## THE TASK
Nothing in the records may be altered; repeat them exactly.

[Saved data entries]
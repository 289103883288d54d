use crate::error::Result;
use crate::grid::{self, Grid};

fn low_points(heights: &Grid) -> Vec<(usize, usize)> {
    let (rows, cols) = (heights.len(), heights[0].len());
    (0 .. rows).flat_map(|ri| (0 .. cols).map(move |ci| (ri, ci)))
        .filter(|&(ri, ci)|
            grid::neighbours4(ri, ci, rows, cols).all(|(nr, nc)| heights[nr][nc] > heights[ri][ci])
        ).collect()
}

fn basin_size(heights: &Grid, seed: (usize, usize), seen: &mut [Vec<bool>]) -> usize {
    let (rows, cols) = (heights.len(), heights[0].len());
    let mut stack = vec![seed];
    let mut size = 0;
    while let Some((ri, ci)) = stack.pop() {
        if seen[ri][ci] || heights[ri][ci] == 9 {continue};
        seen[ri][ci] = true;
        size += 1;
        stack.extend(grid::neighbours4(ri, ci, rows, cols));
    }
    size
}

pub fn solve(part: u8, input: &str) -> Result<String> {
    let heights = grid::digits(input)?;
    let lows = low_points(&heights);
    if part == 1 {
        Ok(lows.iter().map(|&(ri, ci)| heights[ri][ci] as u32 + 1).sum::<u32>().to_string())
    } else {
        let mut seen = vec![vec![false; heights[0].len()]; heights.len()];
        let mut sizes = lows.iter().map(|&low| basin_size(&heights, low, &mut seen)).collect::<Vec<_>>();
        sizes.sort_unstable_by(|a, b| b.cmp(a));
        Ok(sizes.iter().take(3).product::<usize>().to_string())
    }
}
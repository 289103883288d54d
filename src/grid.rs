use crate::error::{Error, Result};
use crate::parse;

pub type Grid = Vec<Vec<u8>>;

/// Parses a rectangular grid of decimal digits.
pub fn digits(input: &str) -> Result<Grid> {
    let grid = parse::lines(input).map(|(ln, line)|
        line.bytes().map(|b| match b {
            b'0' ..= b'9' => Ok(b - b'0'),
            _ => Err(Error::parse(ln, format!("unexpected character '{}'", b as char)))
        }).collect::<Result<Vec<_>>>()
    ).collect::<Result<Grid>>()?;
    ensure_rectangular(&grid)?;
    Ok(grid)
}

pub fn ensure_rectangular<T>(grid: &[Vec<T>]) -> Result<()> {
    match grid.first() {
        None => Err(Error::Input("empty grid".into())),
        Some(first) if first.is_empty() => Err(Error::Input("empty grid".into())),
        Some(first) => match grid.iter().position(|row| row.len() != first.len()) {
            Some(ri) => Err(Error::parse(ri + 1, format!("expected {} cells", first.len()))),
            None => Ok(())
        }
    }
}

/// Orthogonal neighbours of (ri, ci) that lie inside a rows x cols grid.
pub fn neighbours4(ri: usize, ci: usize, rows: usize, cols: usize) -> impl Iterator<Item = (usize, usize)> {
    [(-1isize, 0isize), (1, 0), (0, -1), (0, 1)].into_iter().filter_map(move |(rd, cd)| {
        let nr = ri.checked_add_signed(rd)?;
        let nc = ci.checked_add_signed(cd)?;
        (nr < rows && nc < cols).then_some((nr, nc))
    })
}

/// All eight surrounding cells of (ri, ci) that lie inside the grid.
pub fn neighbours8(ri: usize, ci: usize, rows: usize, cols: usize) -> impl Iterator<Item = (usize, usize)> {
    (-1isize ..= 1).flat_map(|rd| (-1isize ..= 1).map(move |cd| (rd, cd)))
        .filter(|&d| d != (0, 0))
        .filter_map(move |(rd, cd)| {
            let nr = ri.checked_add_signed(rd)?;
            let nc = ci.checked_add_signed(cd)?;
            (nr < rows && nc < cols).then_some((nr, nc))
        })
}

## SOLUTION FOR THIS EXERCISE
repository 289103883288d54d
use crate::error::Result;
use crate::grid::{self, Grid};

fn low_points(heights: &Grid) -> Vec<(usize, usize)> {
    let (rows, cols) = (heights.len(), heights[0].len());
    (0 .. rows).flat_map(|ri| (0 .. cols).map(move |ci| (ri, ci)))
        .filter(|&(ri, ci)|
            grid::neighbours4(ri, ci, rows, cols).all(|(nr, nc)| heights[nr][nc] > heights[ri][ci])
        ).collect()
}

fn basin_size(heights: &Grid, seed: (usize, usize), seen: &mut [Vec<bool>]) -> usize {
    let (rows, cols) = (heights.len(), heights[0].len());
    let mut stack = vec![seed];
    let mut size = 0;
    while let Some((ri, ci)) = stack.pop() {
        if seen[ri][ci] || heights[ri][ci] == 9 {continue};
        seen[ri][ci] = true;
        size += 1;
        stack.extend(grid::neighbours4(ri, ci, rows, cols));
    }
    size
}

pub fn solve(part: u8, input: &str) -> Result<String> {
    let heights = grid::digits(input)?;
    let lows = low_points(&heights);
    if part == 1 {
        Ok(lows.iter().map(|&(ri, ci)| heights[ri][ci] as u32 + 1).sum::<u32>().to_string())
    } else {
        let mut seen = vec![vec![false; heights[0].len()]; heights.len()];
        let mut sizes = lows.iter().map(|&low| basin_size(&heights, low, &mut seen)).collect::<Vec<_>>();
        sizes.sort_unstable_by(|a, b| b.cmp(a));
        Ok(sizes.iter().take(3).product::<usize>().to_string())
    }
}
repository 289103883288d54d
filename src/grid.rs
use crate::error::{Error, Result};
use crate::parse;

pub type Grid = Vec<Vec<u8>>;

/// Parses a rectangular grid of decimal digits.
pub fn digits(input: &str) -> Result<Grid> {
    let grid = parse::lines(input).map(|(ln, line)|
        line.bytes().map(|b| match b {
            b'0' ..= b'9' => Ok(b - b'0'),
            _ => Err(Error::parse(ln, format!("unexpected character '{}'", b as char)))
        }).collect::<Result<Vec<_>>>()
    ).collect::<Result<Grid>>()?;
    ensure_rectangular(&grid)?;
    Ok(grid)
}

pub fn ensure_rectangular<T>(grid: &[Vec<T>]) -> Result<()> {
    match grid.first() {
        None => Err(Error::Input("empty grid".into())),
        Some(first) if first.is_empty() => Err(Error::Input("empty grid".into())),
        Some(first) => match grid.iter().position(|row| row.len() != first.len()) {
            Some(ri) => Err(Error::parse(ri + 1, format!("expected {} cells", first.len()))),
            None => Ok(())
        }
    }
}

/// Orthogonal neighbours of (ri, ci) that lie inside a rows x cols grid.
pub fn neighbours4(ri: usize, ci: usize, rows: usize, cols: usize) -> impl Iterator<Item = (usize, usize)> {
    [(-1isize, 0isize), (1, 0), (0, -1), (0, 1)].into_iter().filter_map(move |(rd, cd)| {
        let nr = ri.checked_add_signed(rd)?;
        let nc = ci.checked_add_signed(cd)?;
        (nr < rows && nc < cols).then_some((nr, nc))
    })
}

/// All eight surrounding cells of (ri, ci) that lie inside the grid.
pub fn neighbours8(ri: usize, ci: usize, rows: usize, cols: usize) -> impl Iterator<Item = (usize, usize)> {
    (-1isize ..= 1).flat_map(|rd| (-1isize ..= 1).map(move |cd| (rd, cd)))
        .filter(|&d| d != (0, 0))
        .filter_map(move |(rd, cd)| {
            let nr = ri.checked_add_signed(rd)?;
            let nc = ci.checked_add_signed(cd)?;
            (nr < rows && nc < cols).then_some((nr, nc))
        })
}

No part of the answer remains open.